Peripheral venous blood samples were collected in sterile test tubes a few hours or a few days before lymphoma therapy was begun. Samples were centrifuged at 2000g for 10 minutes and stored at −20 °C.

Serum VEGF concentrations were determined as serum VEGF immunoreactivity using a quantitative sandwich enzyme immunoassay technique (Quantikine Human VEGF Immunoassay; R&D Systems, Minneapolis, MN) as described earlier.22 Serum bFGF concentrations were determined as serum bFGF immunoreactivity using a quantitative sandwich enzyme immunoassay technique (Quantikine High-Sensitivity Human FGF Basic Immunoassay; R&D Systems) as described earlier.31Both systems use a solid-phase monoclonal and an enzyme-linked polyclonal antibody raised against recombinant human VEGF or bFGF. For each analysis, 100 μL serum was used. All analyses and calibrations were carried out in duplicate. The calibrations on each microtiter plate included recombinant human VEGF or bFGF standards. Optical densities were determined using a microtiter palate reader (Multiscan RC Type 351; Labsystems, Helsinki, Finland) at 450 nm for VEGF and at 490 nm for bFGF. The blank was subtracted from the duplicate readings for each standard and sample. A standard curve was created by plotting the logarithm of the mean absorbance of each standard versus the logarithm of the cytokine concentration. Concentrations are reported as picograms per milliliter.

Statistical analyses were performed using the software package Stat-View 5.01 (SAS Institute, Cary, NC). The Mann-Whitney test, the Spearman rank correlation coefficient, the Fisher exact test, and the Kruskal-Wallis test were used to compare serum VEGF and bFGF concentrations in different groups. Cumulative survival was computed according to the product-limit method of Kaplan-Meier from the date of the diagnosis. The log rank (Mantel-Cox) test was used to compare survival rates of the different subgroups of patients. The relative influence of different variables on survival was studied in multivariate survival analyses using the parametric model of Weibull and the nonparametric proportional hazards model of Cox. Prognostic factors introduced in the models are commonly accepted and have been reported33 by the International Non-Hodgkin's Lymphoma Prognostic Factors Project on a large series of patients. All Pvalues are 2-tailed.

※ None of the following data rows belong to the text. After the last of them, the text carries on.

/*
 * Copyright (c) Huawei Technologies Co., Ltd. 2025. All rights reserved.
 * Global Trust Authority is licensed under the Mulan PSL v2.
 * You can use this software according to the terms and conditions of the Mulan PSL v2.
 * You may obtain a copy of Mulan PSL v2 at:
 *     http://license.coscl.org.cn/MulanPSL2
 * THIS SOFTWARE IS PROVIDED ON AN "AS IS" BASIS, WITHOUT WARRANTIES OF ANY KIND, EITHER EXPRESS OR
 * IMPLIED, INCLUDING BUT NOT LIMITED TO NON-INFRINGEMENT, MERCHANTABILITY OR FIT FOR A PARTICULAR
 * PURPOSE.
 * See the Mulan PSL v2 for more details.
 */

use std::collections::HashMap;
use async_trait::async_trait;
use crate::error::AddressError;
use crate::model::{normalize_cep, AddressResolver, ResolvedAddress};

/// Answers from a fixed table keyed by CEP digits; unknown codes are `NotFound`.
#[derive(Debug, Clone, Default)]
pub struct StaticResolver {
    entries: HashMap<String, Result<ResolvedAddress, AddressError>>,
}

impl StaticResolver {
    pub fn new() -> Self {
        Self::default()
    }

    pub fn with_address(mut self, address: ResolvedAddress) -> Self {
        self.entries.insert(address.cep.clone(), Ok(address));
        self
    }

    /// Makes `cep` fail with `error`, e.g. to simulate an upstream outage.
    pub fn with_failure(mut self, cep: &str, error: AddressError) -> Self {
        self.entries.insert(cep.to_string(), Err(error));
        self
    }
}

#[async_trait]
impl AddressResolver for StaticResolver {
    async fn resolve(&self, cep: &str) -> Result<ResolvedAddress, AddressError> {
        let digits = normalize_cep(cep)?;
        self.entries.get(&digits).cloned().unwrap_or(Err(AddressError::NotFound))
    }
}
//! Postal-code (CEP) lookup with a geocoding fallback for coordinates.
//!
//! [`AddressResolver`] is the capability the HTTP layer depends on;
//! [`BrasilApiResolver`] is the production implementation and
//! [`StaticResolver`] a fixed-table one for tests.

pub mod brasil_api;
pub mod error;
pub mod geocoding;
pub mod model;
pub mod static_resolver;

pub use brasil_api::{BrasilApiResolver, LookupSettings};
pub use error::AddressError;
pub use model::{normalize_cep, AddressResolver, ResolvedAddress};
pub use static_resolver::StaticResolver;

Serum VEGF concentrations at diagnosis among the 200 patients with NHL ranged from undetectable to 1290 pg/mL (median, 262 pg/mL; mean, 338 pg/mL). One third of the patients had S-VEGF greater than or equal to 390 pg/mL (the highest tertile), and one fourth had S-VEGF greater than or equal to 462 pg/mL (the highest quartile). The bFGF concentrations in the same serum samples ranged from undetectable to 34.7 pg/mL (median, 3.3 pg/mL; mean, 4.4 pg/mL). One third of the patients had S-bFGF greater than or equal to 4.9 pg/mL (the highest tertile), and one fourth had S-bFGF greater than or equal to 5.5 pg/mL (the highest quartile).

There was no significant difference in the serum VEGF or bFGF concentrations between patients with low-grade lymphoma and those with intermediate or high-grade lymphoma (P > .1 for both comparisons). A high pretreatment S-VEGF was associated with a low World Health Organization (WHO) performance status (0-1 vs 2-4;P = .0015). Women were found to have higher S-bFGF levels than men had (median, 4.2 pg/mL; range, 0-34.7 pg/mL vs median, 2.7 pg/mL; range, 0-15.9 pg/mL, respectively; P = .037). No significant associations were found between pretreatment S-VEGF or S-bFGF and age at diagnosis, Ann Arbor stage, histologic grade, number of extranodal tumor sites, or presence of B symptoms (P > .1 for all comparisons). When patients with different histologic types of lymphoma (according to the Working Formulation Scheme) were compared, no significant differences were found in the S-VEGF or S-bFGF levels between the different histologic types (P > .1 for all comparisons). Pretreatment serum levels of VEGF or bFGF did not associate with the patients' assessed response to lymphoma therapy (P > .1 for all comparisons). Because bFGF may clear through the kidney,34we compared the patients' serum bFGF and VEGF levels to kidney function. Analyses showed that serum bFGF or VEGF levels in the patients with high (greater than 100 μmol/L) serum creatinine were comparable to those found in patients with normal serum creatinine (P > .1 for both comparisons).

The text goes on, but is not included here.